« Si la vérité blesse, c’est la faute de la vérité », assurait le frais ministre de l'Économie lors d’une conférence de presse. Mai 2004, Nicolas Sarkozy prenait fraîchement ses quartiers à Bercy et l’Élysée était encore loin. Depuis, et sans rouler des épaules — plutôt des mécaniques — le voici prodigue de conseils aux professionnels du livre. Administrateur du groupe Lagardère, donc de Hachette Livre, la fonction lui donnerait des ailes ?
Dans un entretien accordé au Point, l’ex-président de la République présentait Vivendi en réformateur capable de moderniser l’industrie, au point de mettre un terme à la surproduction d’ouvrages. Or, moins de livres implique moins de volume(s ?) pour la diffusion/distribution, l’un des moteurs économiques de Hachette Livre. Comment diminuer le nombre de livres sans impacter les finances du groupe ? Malgré nos demandes répétées, la recette demeure secrète – on s’en remettra à la magie de Noël, bien que de courte durée.

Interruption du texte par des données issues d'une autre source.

//! PostgreSQL-backed `ProfileRepository` implementation using Diesel ORM.

use async_trait::async_trait;
use chrono::Utc;
use diesel::prelude::*;
use diesel::upsert::excluded;
use diesel_async::RunQueryDsl;
use uuid::Uuid;

use crate::domain::ports::{ProfileRepository, ProfileRepositoryError};
use crate::domain::{Profile, ProfileSummary, ProfileUpdate, UserId};

use super::diesel_basic_error_mapping::{map_basic_diesel_error, map_basic_pool_error};
use super::diesel_helpers::{LoadError, summarize_profiles};
use super::models::{NewProfileRow, ProfileChangeset, ProfileRow};
use super::pool::{DbPool, PoolError};
use super::schema::{profiles, users};

#[derive(Clone)]
pub struct DieselProfileRepository {
    pool: DbPool,
}

impl DieselProfileRepository {
    pub fn new(pool: DbPool) -> Self {
        Self { pool }
    }
}

fn map_pool_error(error: PoolError) -> ProfileRepositoryError {
    map_basic_pool_error(error, |message| ProfileRepositoryError::connection(message))
}

fn map_diesel_error(error: diesel::result::Error) -> ProfileRepositoryError {
    map_basic_diesel_error(
        error,
        ProfileRepositoryError::query,
        ProfileRepositoryError::connection,
    )
}

fn map_load_error(error: LoadError) -> ProfileRepositoryError {
    error.into_repository_error(map_diesel_error, |message| {
        ProfileRepositoryError::query(format!("corrupt profile listing: {message}"))
    })
}

#[async_trait]
impl ProfileRepository for DieselProfileRepository {
    async fn create_empty(&self, user_id: &UserId) -> Result<Profile, ProfileRepositoryError> {
        let mut conn = self.pool.get().await.map_err(map_pool_error)?;
        let row: ProfileRow = diesel::insert_into(profiles::table)
            .values(&NewProfileRow {
                id: Uuid::new_v4(),
                user_id: *user_id.as_uuid(),
            })
            .returning(ProfileRow::as_returning())
            .get_result(&mut conn)
            .await
            .map_err(map_diesel_error)?;
        Ok(row.into())
    }

    async fn find_by_user(
        &self,
        user_id: &UserId,
    ) -> Result<Option<Profile>, ProfileRepositoryError> {
        let mut conn = self.pool.get().await.map_err(map_pool_error)?;
        let row: Option<ProfileRow> = profiles::table
            .filter(profiles::user_id.eq(user_id.as_uuid()))
            .select(ProfileRow::as_select())
            .first(&mut conn)
            .await
            .optional()
            .map_err(map_diesel_error)?;
        Ok(row.map(Profile::from))
    }

    async fn find_by_id(&self, id: &Uuid) -> Result<Option<Profile>, ProfileRepositoryError> {
        let mut conn = self.pool.get().await.map_err(map_pool_error)?;
        let row: Option<ProfileRow> = profiles::table
            .find(id)
            .select(ProfileRow::as_select())
            .first(&mut conn)
            .await
            .optional()
            .map_err(map_diesel_error)?;
        Ok(row.map(Profile::from))
    }

    async fn upsert(
        &self,
        user_id: &UserId,
        update: &ProfileUpdate,
    ) -> Result<Profile, ProfileRepositoryError> {
        let mut conn = self.pool.get().await.map_err(map_pool_error)?;
        let changeset = ProfileChangeset::new(update, Utc::now());

        let row: ProfileRow = diesel::insert_into(profiles::table)
            .values((
                profiles::id.eq(Uuid::new_v4()),
                profiles::user_id.eq(user_id.as_uuid()),
                &changeset,
            ))
            .on_conflict(profiles::user_id)
            .do_update()
            .set((
                profiles::bio.eq(excluded(profiles::bio)),
                profiles::location.eq(excluded(profiles::location)),
                profiles::age.eq(excluded(profiles::age)),
                profiles::height.eq(excluded(profiles::height)),
                profiles::measurements.eq(excluded(profiles::measurements)),
                profiles::services.eq(excluded(profiles::services)),
                profiles::rates.eq(excluded(profiles::rates)),
                profiles::availability.eq(excluded(profiles::availability)),
                profiles::updated_at.eq(excluded(profiles::updated_at)),
            ))
            .returning(ProfileRow::as_returning())
            .get_result(&mut conn)
            .await
            .map_err(map_diesel_error)?;
        Ok(row.into())
    }

    async fn list_summaries(&self) -> Result<Vec<ProfileSummary>, ProfileRepositoryError> {
        let mut conn = self.pool.get().await.map_err(map_pool_error)?;
        let rows: Vec<ProfileRow> = profiles::table
            .inner_join(users::table)
            .filter(users::role.eq("PERFORMER"))
            .order((profiles::featured.desc(), profiles::created_at.desc()))
            .select(ProfileRow::as_select())
            .load(&mut conn)
            .await
            .map_err(map_diesel_error)?;

        summarize_profiles(&mut conn, rows)
            .await
            .map_err(map_load_error)
    }
}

Il insistait également sur le montant de droits d’auteur que verse un éditeur pour l’exploitation d’une œuvre. « Les auteurs en France sont souvent les sacrifiés de la chaîne créative. Un homme comme Jean d’Ormesson, qui est comme une incarnation de l’écrivain français, a terminé sa carrière en touchant un faible pourcentage sur ses ventes de livres », indiquait-il.

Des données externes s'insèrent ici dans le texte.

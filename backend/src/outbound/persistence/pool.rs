//! Async connection pool for Diesel PostgreSQL connections.
//!
//! Wraps `diesel-async`'s `bb8` integration so repositories check out
//! connections without blocking the runtime. Pool failures surface as
//! [`PoolError`] and each repository maps them to its own connection error.

use std::time::Duration;

use diesel_async::AsyncPgConnection;
use diesel_async::pooled_connection::AsyncDieselConnectionManager;
use diesel_async::pooled_connection::bb8::{Pool, PooledConnection};

/// Errors that can occur during pool operations.
#[derive(Debug, Clone, PartialEq, Eq, thiserror::Error)]
pub enum PoolError {
    /// Failed to check out a connection from the pool.
    #[error("failed to get connection from pool: {message}")]
    Checkout { message: String },

    /// Failed to build the connection pool.
    #[error("failed to build connection pool: {message}")]
    Build { message: String },
}

impl PoolError {
    pub fn checkout(message: impl Into<String>) -> Self {
        Self::Checkout {
            message: message.into(),
        }
    }

    pub fn build(message: impl Into<String>) -> Self {
        Self::Build {
            message: message.into(),
        }
    }
}

/// Configuration for the database connection pool.
///
/// ```ignore
/// let config = PoolConfig::new("postgres://encore@localhost/encore")
///     .with_max_size(10)
///     .with_connection_timeout(Duration::from_secs(5));
/// ```
#[derive(Debug, Clone)]
pub struct PoolConfig {
    database_url: String,
    max_size: u32,
    min_idle: Option<u32>,
    connection_timeout: Duration,
}

impl PoolConfig {
    /// Defaults: ten connections, two kept idle, thirty second checkout
    /// timeout.
    pub fn new(database_url: impl Into<String>) -> Self {
        Self {
            database_url: database_url.into(),
            max_size: 10,
            min_idle: Some(2),
            connection_timeout: Duration::from_secs(30),
        }
    }

    /// Cap the number of open connections. `min_idle` is clamped so it never
    /// exceeds the cap.
    pub fn with_max_size(mut self, max_size: u32) -> Self {
        self.max_size = max_size.max(1);
        self.min_idle = self.min_idle.map(|idle| idle.min(self.max_size));
        self
    }

    pub fn with_min_idle(mut self, min_idle: Option<u32>) -> Self {
        self.min_idle = min_idle;
        self
    }

    pub fn with_connection_timeout(mut self, timeout: Duration) -> Self {
        self.connection_timeout = timeout;
        self
    }

    pub fn database_url(&self) -> &str {
        &self.database_url
    }
}

/// Cloneable handle to the shared PostgreSQL pool.
#[derive(Clone)]
pub struct DbPool {
    inner: Pool<AsyncPgConnection>,
}

impl DbPool {
    /// Build the pool and open the initial idle connections.
    ///
    /// # Errors
    ///
    /// Returns [`PoolError::Build`] when the URL is invalid or the database
    /// cannot be reached.
    pub async fn new(config: PoolConfig) -> Result<Self, PoolError> {
        let manager = AsyncDieselConnectionManager::<AsyncPgConnection>::new(&config.database_url);

        let pool = Pool::builder()
            .max_size(config.max_size)
            .min_idle(config.min_idle)
            .connection_timeout(config.connection_timeout)
            .build(manager)
            .await
            .map_err(|err| PoolError::build(err.to_string()))?;

        Ok(Self { inner: pool })
    }

    /// Check out a connection.
    ///
    /// # Errors
    ///
    /// Returns [`PoolError::Checkout`] when no connection frees up within the
    /// configured timeout.
    pub async fn get(&self) -> Result<PooledConnection<'_, AsyncPgConnection>, PoolError> {
        self.inner
            .get()
            .await
            .map_err(|err| PoolError::checkout(err.to_string()))
    }
}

Une remarque qui a fait sursauter : quelles sont ces parutions incriminées — et de quoi parle-t-on ?
Se poser en expert de l'édition, Nicolas Sarkozy ne l’avait encore jamais osé. Et voici l’ex-président concluant que Jean d’Ormesson incarne la paupérisation des auteurs dans l’Hexagone. Le raccourci ébouriffe, mais, en bon chevalier blanc, il va et vole au secours d’innocents... auteurs mal payés par leurs éditeurs ? Un cruel manque de détails embrouille l’esprit : combien d’années avant la disparition d’un créateur compte-t-on pour déterminer la fin d’une carrière ?

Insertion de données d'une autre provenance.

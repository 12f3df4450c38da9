//! PostgreSQL-backed `FavoriteRepository` implementation using Diesel ORM.

use async_trait::async_trait;
use diesel::dsl::{count_star, exists, select};
use diesel::prelude::*;
use diesel_async::RunQueryDsl;
use uuid::Uuid;

use crate::domain::ports::{FavoriteRepository, FavoriteRepositoryError};
use crate::domain::{Favorite, FavoriteEntry, UserId};

use super::diesel_basic_error_mapping::{
    map_basic_diesel_error, map_basic_pool_error, unique_violation,
};
use super::diesel_helpers::{LoadError, summarize_profiles};
use super::models::{FavoriteRow, NewFavoriteRow, ProfileRow};
use super::pool::{DbPool, PoolError};
use super::schema::{favorites, profiles};

#[derive(Clone)]
pub struct DieselFavoriteRepository {
    pool: DbPool,
}

impl DieselFavoriteRepository {
    pub fn new(pool: DbPool) -> Self {
        Self { pool }
    }
}

fn map_pool_error(error: PoolError) -> FavoriteRepositoryError {
    map_basic_pool_error(error, |message| FavoriteRepositoryError::connection(message))
}

fn map_diesel_error(error: diesel::result::Error) -> FavoriteRepositoryError {
    if unique_violation(&error).is_some() {
        return FavoriteRepositoryError::duplicate();
    }
    map_basic_diesel_error(
        error,
        FavoriteRepositoryError::query,
        FavoriteRepositoryError::connection,
    )
}

fn map_load_error(error: LoadError) -> FavoriteRepositoryError {
    error.into_repository_error(map_diesel_error, |message| {
        FavoriteRepositoryError::query(format!("corrupt favorite listing: {message}"))
    })
}

#[async_trait]
impl FavoriteRepository for DieselFavoriteRepository {
    async fn insert(
        &self,
        user: &UserId,
        profile_id: &Uuid,
    ) -> Result<Favorite, FavoriteRepositoryError> {
        let mut conn = self.pool.get().await.map_err(map_pool_error)?;
        let row: FavoriteRow = diesel::insert_into(favorites::table)
            .values(&NewFavoriteRow {
                id: Uuid::new_v4(),
                user_id: *user.as_uuid(),
                profile_id: *profile_id,
            })
            .returning(FavoriteRow::as_returning())
            .get_result(&mut conn)
            .await
            .map_err(map_diesel_error)?;
        Ok(row.into())
    }

    async fn delete(
        &self,
        user: &UserId,
        profile_id: &Uuid,
    ) -> Result<bool, FavoriteRepositoryError> {
        let mut conn = self.pool.get().await.map_err(map_pool_error)?;
        let deleted = diesel::delete(
            favorites::table
                .filter(favorites::user_id.eq(user.as_uuid()))
                .filter(favorites::profile_id.eq(profile_id)),
        )
        .execute(&mut conn)
        .await
        .map_err(map_diesel_error)?;
        Ok(deleted > 0)
    }

    async fn list_for_user(
        &self,
        user: &UserId,
    ) -> Result<Vec<FavoriteEntry>, FavoriteRepositoryError> {
        let mut conn = self.pool.get().await.map_err(map_pool_error)?;
        let rows: Vec<(FavoriteRow, ProfileRow)> = favorites::table
            .inner_join(profiles::table)
            .filter(favorites::user_id.eq(user.as_uuid()))
            .order(favorites::created_at.desc())
            .select((FavoriteRow::as_select(), ProfileRow::as_select()))
            .load(&mut conn)
            .await
            .map_err(map_diesel_error)?;

        let (favorite_rows, profile_rows): (Vec<FavoriteRow>, Vec<ProfileRow>) =
            rows.into_iter().unzip();
        let summaries = summarize_profiles(&mut conn, profile_rows)
            .await
            .map_err(map_load_error)?;

        Ok(favorite_rows
            .into_iter()
            .filter_map(|favorite| {
                let profile = summaries
                    .iter()
                    .find(|summary| summary.profile.id == favorite.profile_id)?
                    .clone();
                Some(FavoriteEntry {
                    favorite: favorite.into(),
                    profile,
                })
            })
            .collect())
    }

    async fn exists(
        &self,
        user: &UserId,
        profile_id: &Uuid,
    ) -> Result<bool, FavoriteRepositoryError> {
        let mut conn = self.pool.get().await.map_err(map_pool_error)?;
        select(exists(
            favorites::table
                .filter(favorites::user_id.eq(user.as_uuid()))
                .filter(favorites::profile_id.eq(profile_id)),
        ))
        .get_result(&mut conn)
        .await
        .map_err(map_diesel_error)
    }

    async fn count_for_profile(&self, profile_id: &Uuid) -> Result<i64, FavoriteRepositoryError> {
        let mut conn = self.pool.get().await.map_err(map_pool_error)?;
        favorites::table
            .filter(favorites::profile_id.eq(profile_id))
            .select(count_star())
            .get_result(&mut conn)
            .await
            .map_err(map_diesel_error)
    }

    async fn count_for_user(&self, user: &UserId) -> Result<i64, FavoriteRepositoryError> {
        let mut conn = self.pool.get().await.map_err(map_pool_error)?;
        favorites::table
            .filter(favorites::user_id.eq(user.as_uuid()))
            .select(count_star())
            .get_result(&mut conn)
            .await
            .map_err(map_diesel_error)
    }
}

Dans le cas présent, les trois derniers livres du regretté Jean, parti le 5 décembre 2017, sont parus à titre posthume, dans trois maisons :
• Robert Laffont/Bouquins : Des messages portés par les nuages — Lettres à des amis le 11 mars 2021 (11.252 ex.)
• Héloïse d’Ormesson : Un Hosanna sans fin, le 15 novembre 2018 (194.000 ex.)
• Gallimard : Et moi, je vis toujours le 11 janvier 2018 (187.000 ex.) [données : Edistat, ventes grand format]
Auparavant, il avait publié Je dirai malgré tout que cette vie fut belle au 1er janvier 2016, chez Gallimard, son éditeur historique (plus de 310.000 exemplaires). Ou encore, Comme un chant d’espérance (Héloïse d’Ormesson, juin 2014 - près de 169.000 exemplaires), Un jour je m’en irai sans en avoir tout dit (Robert Laffont, août 2013, plus de 340.000 ventes), et entre deux, la réédition de Au plaisir de Dieu (Folio, avril 2015, près de 75.000 exemplaires). [données : Edistat, ventes grand format et poche]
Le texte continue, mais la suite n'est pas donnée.